On his loan paperwork, according to his indictment, DiBruno relied on a familiar technique: He lied about his job history, his income and where he’d been living for the past four years.

He now faces five counts of making false statements to a credit union. Each charge carries up to 30 years in prison and a $1 million fine. If he’s convicted, it’s a safe bet that DiBruno won’t be spending his next sentence at home.

DiBruno was arrested Thursday morning. U.S. Magistrate Judge David Keesler ordered him held at the Mecklenburg County Jail until his detention hearing on Tuesday.

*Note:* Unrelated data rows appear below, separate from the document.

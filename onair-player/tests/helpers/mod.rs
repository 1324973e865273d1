//! Test helpers for engine integration tests
//!
//! Provides scripted collaborators:
//! - MockPlayerFactory: records every player command, lets tests inject
//!   player events, and can make commands fail or hang
//! - RecordingSink: captures telemetry events
//! - MockWakeLock / MockProbe: platform and connectivity doubles
//!
//! All engine tests run on a paused clock, so timers fire as soon as the
//! runtime is otherwise idle.

#![allow(dead_code)]

use async_trait::async_trait;
use onair_common::events::{PlaybackStatus, StreamEvent};
use onair_player::config::EngineConfig;
use onair_player::error::{Error, Result};
use onair_player::platform::WakeLock;
use onair_player::player::{PlayerEvent, PlayerEventSender, PlayerFactory, ProcessingState, StreamPlayer};
use onair_player::probe::ConnectivityProbe;
use onair_player::telemetry::TelemetrySink;
use onair_player::playback::{EngineDiagnostics, EngineStatus};
use onair_player::{EngineHandle, PlaybackEngine};
use serde_json::Value;
use std::collections::VecDeque;
use std::sync::atomic::{AtomicBool, AtomicU32, Ordering};
use std::sync::{Arc, Mutex};
use std::time::Duration;
use tokio::sync::broadcast;

pub const STREAM_URL: &str = "https://radio.example.org/live.mp3";

// ============================================================================
// Mock player
// ============================================================================

#[derive(Default)]
struct PlayerShared {
    commands: Mutex<Vec<(u64, String)>>,
    senders: Mutex<Vec<PlayerEventSender>>,
    fail_play: AtomicBool,
    fail_create: AtomicBool,
    hang: AtomicBool,
}

/// Factory handing out scripted players. Clones share state.
#[derive(Clone, Default)]
pub struct MockPlayerFactory {
    shared: Arc<PlayerShared>,
}

struct MockPlayer {
    generation: u64,
    shared: Arc<PlayerShared>,
}

impl MockPlayer {
    async fn record(&self, command: String) -> Result<()> {
        let is_play = command == "play";
        self.shared
            .commands
            .lock()
            .unwrap()
            .push((self.generation, command));

        if self.shared.hang.load(Ordering::SeqCst) {
            std::future::pending::<()>().await;
        }
        if is_play && self.shared.fail_play.load(Ordering::SeqCst) {
            return Err(Error::Player("PlatformException: source error".into()));
        }
        Ok(())
    }
}

#[async_trait]
impl StreamPlayer for MockPlayer {
    async fn set_url(&self, url: &str) -> Result<()> {
        self.record(format!("set_url:{}", url)).await
    }

    async fn play(&self) -> Result<()> {
        self.record("play".into()).await
    }

    async fn pause(&self) -> Result<()> {
        self.record("pause".into()).await
    }

    async fn stop(&self) -> Result<()> {
        self.record("stop".into()).await
    }

    async fn set_volume(&self, volume: f32) -> Result<()> {
        self.record(format!("set_volume:{:.2}", volume)).await
    }

    async fn dispose(&self) -> Result<()> {
        self.record("dispose".into()).await
    }
}

impl PlayerFactory for MockPlayerFactory {
    fn create(&self, events: PlayerEventSender) -> Result<Arc<dyn StreamPlayer>> {
        if self.shared.fail_create.load(Ordering::SeqCst) {
            return Err(Error::Player("audio session unavailable".into()));
        }
        let player = MockPlayer {
            generation: events.generation(),
            shared: self.shared.clone(),
        };
        self.shared.senders.lock().unwrap().push(events);
        Ok(Arc::new(player))
    }
}

impl MockPlayerFactory {
    /// Commands issued so far, in order, without generations
    pub fn commands(&self) -> Vec<String> {
        self.shared
            .commands
            .lock()
            .unwrap()
            .iter()
            .map(|(_, c)| c.clone())
            .collect()
    }

    pub fn count(&self, command: &str) -> usize {
        self.commands().iter().filter(|c| c.as_str() == command).count()
    }

    pub fn players_created(&self) -> usize {
        self.shared.senders.lock().unwrap().len()
    }

    pub fn set_fail_play(&self, fail: bool) {
        self.shared.fail_play.store(fail, Ordering::SeqCst);
    }

    pub fn set_fail_create(&self, fail: bool) {
        self.shared.fail_create.store(fail, Ordering::SeqCst);
    }

    pub fn set_hang(&self, hang: bool) {
        self.shared.hang.store(hang, Ordering::SeqCst);
    }

    /// Emit from the most recently created player
    pub fn emit(&self, event: PlayerEvent) {
        let senders = self.shared.senders.lock().unwrap();
        let sender = senders.last().expect("no player created yet");
        sender.send(event);
    }

    /// Emit from the `index`-th player ever created (0-based)
    pub fn emit_from(&self, index: usize, event: PlayerEvent) {
        let senders = self.shared.senders.lock().unwrap();
        senders[index].send(event);
    }

    pub fn ready(&self) {
        self.emit(state(true, ProcessingState::Ready));
    }

    pub fn paused_ready(&self) {
        self.emit(state(false, ProcessingState::Ready));
    }

    pub fn buffering(&self) {
        self.emit(state(true, ProcessingState::Buffering));
    }

    pub fn idle(&self) {
        self.emit(state(false, ProcessingState::Idle));
    }

    pub fn completed(&self) {
        self.emit(state(false, ProcessingState::Completed));
    }

    pub fn fault(&self, message: &str) {
        self.emit(PlayerEvent::Fault(message.to_string()));
    }
}

pub fn state(playing: bool, processing: ProcessingState) -> PlayerEvent {
    PlayerEvent::State {
        playing,
        processing,
    }
}

// ============================================================================
// Telemetry
// ============================================================================

#[derive(Default)]
pub struct RecordingSink {
    events: Mutex<Vec<(String, Value)>>,
    fail: AtomicBool,
}

impl RecordingSink {
    pub fn failing() -> Self {
        Self {
            fail: AtomicBool::new(true),
            ..Default::default()
        }
    }

    pub fn names(&self) -> Vec<String> {
        self.events
            .lock()
            .unwrap()
            .iter()
            .map(|(n, _)| n.clone())
            .collect()
    }

    pub fn count(&self, name: &str) -> usize {
        self.names().iter().filter(|n| n.as_str() == name).count()
    }

    pub fn last(&self, name: &str) -> Option<Value> {
        self.events
            .lock()
            .unwrap()
            .iter()
            .rev()
            .find(|(n, _)| n == name)
            .map(|(_, v)| v.clone())
    }
}

impl TelemetrySink for RecordingSink {
    fn emit(&self, name: &str, properties: Value) -> Result<()> {
        if self.fail.load(Ordering::SeqCst) {
            return Err(Error::Telemetry("analytics backend unavailable".into()));
        }
        self.events
            .lock()
            .unwrap()
            .push((name.to_string(), properties));
        Ok(())
    }
}

// ============================================================================
// Platform and probe doubles
// ============================================================================

#[derive(Default)]
pub struct MockWakeLock {
    pub acquired: AtomicU32,
    pub released: AtomicU32,
    pub fail: AtomicBool,
}

#[async_trait]
impl WakeLock for MockWakeLock {
    async fn acquire(&self) -> Result<()> {
        if self.fail.load(Ordering::SeqCst) {
            return Err(Error::Platform("MissingPluginException".into()));
        }
        self.acquired.fetch_add(1, Ordering::SeqCst);
        Ok(())
    }

    async fn release(&self) -> Result<()> {
        self.released.fetch_add(1, Ordering::SeqCst);
        Ok(())
    }
}

/// Probe answering from a script; reachable once the script runs out
#[derive(Default)]
pub struct MockProbe {
    script: Mutex<VecDeque<bool>>,
    pub calls: AtomicU32,
}

impl MockProbe {
    pub fn scripted(results: &[bool]) -> Self {
        Self {
            script: Mutex::new(results.iter().copied().collect()),
            calls: AtomicU32::new(0),
        }
    }
}

#[async_trait]
impl ConnectivityProbe for MockProbe {
    async fn check(&self, _url: &str) -> Result<()> {
        self.calls.fetch_add(1, Ordering::SeqCst);
        let reachable = self.script.lock().unwrap().pop_front().unwrap_or(true);
        if reachable {
            Ok(())
        } else {
            Err(Error::Probe("no route to host".into()))
        }
    }
}

// ============================================================================
// Harness
// ============================================================================

pub struct Harness {
    pub engine: EngineHandle,
    pub player: MockPlayerFactory,
    pub telemetry: Arc<RecordingSink>,
    pub events: broadcast::Receiver<StreamEvent>,
}

pub async fn spawn_engine(config: EngineConfig) -> Harness {
    spawn_engine_with(config, |builder| builder).await
}

/// Spawn with extra builder customization (probe, wake lock, ...)
pub async fn spawn_engine_with<F>(config: EngineConfig, customize: F) -> Harness
where
    F: FnOnce(onair_player::playback::EngineBuilder) -> onair_player::playback::EngineBuilder,
{
    let player = MockPlayerFactory::default();
    let telemetry = Arc::new(RecordingSink::default());

    let builder = PlaybackEngine::builder(config, STREAM_URL)
        .player_factory(Arc::new(player.clone()))
        .telemetry_sink(telemetry.clone())
        .event_capacity(1024);
    let engine = customize(builder).spawn().await.expect("engine spawn");
    let events = engine.subscribe_events().expect("event bus");

    Harness {
        engine,
        player,
        telemetry,
        events,
    }
}

/// Let the engine drain its inbox (paused clock: advances 1 ms)
pub async fn settle() {
    tokio::time::sleep(Duration::from_millis(1)).await;
}

pub async fn advance(duration: Duration) {
    tokio::time::sleep(duration).await;
}

impl Harness {
    pub fn status(&self) -> PlaybackStatus {
        self.engine.status().status
    }

    /// Wait (in virtual time) until the engine publishes `status`
    pub async fn wait_for(&self, status: PlaybackStatus) {
        self.wait_until(|s| s.status == status).await;
    }

    /// Wait (in virtual time) until the published status satisfies `pred`
    pub async fn wait_until<F>(&self, pred: F)
    where
        F: Fn(&EngineStatus) -> bool,
    {
        let mut rx = self.engine.watch_status();
        let reached = tokio::time::timeout(Duration::from_secs(600), async {
            rx.wait_for(|s| pred(s)).await.map(|_| ())
        })
        .await;
        assert!(
            matches!(reached, Ok(Ok(()))),
            "engine never reached the expected state; stuck at {:?}",
            self.engine.status()
        );
    }

    pub async fn diagnostics(&self) -> EngineDiagnostics {
        self.engine.diagnostics().await.expect("engine running")
    }

    /// Play and confirm playback with a ready signal
    pub async fn start_playing(&self) {
        self.engine.play().unwrap();
        settle().await;
        self.player.ready();
        self.wait_for(PlaybackStatus::Playing).await;
    }

    /// Drain all events published so far
    pub fn drain_events(&mut self) -> Vec<StreamEvent> {
        let mut out = Vec::new();
        while let Ok(event) = self.events.try_recv() {
            out.push(event);
        }
        out
    }

    /// Status transitions seen so far, as (old, new)
    pub fn transitions(&mut self) -> Vec<(PlaybackStatus, PlaybackStatus)> {
        self.drain_events()
            .into_iter()
            .filter_map(|e| match e {
                StreamEvent::StatusChanged {
                    old_status,
                    new_status,
                    ..
                } => Some((old_status, new_status)),
                _ => None,
            })
            .collect()
    }
}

In future stages of his case, DiBruno will reconnect with U.S. District Judge Frank Whitney

During the DiBrunos’ 2008 sentencing, it was Whitney who called the family’s crimes “heinous” and “sickening” before putting the father and sons in prison.

Now, Whitney has been assigned DiBruno’s latest case. When they next appear in court together, the judge and defendant will be covering some familiar ground.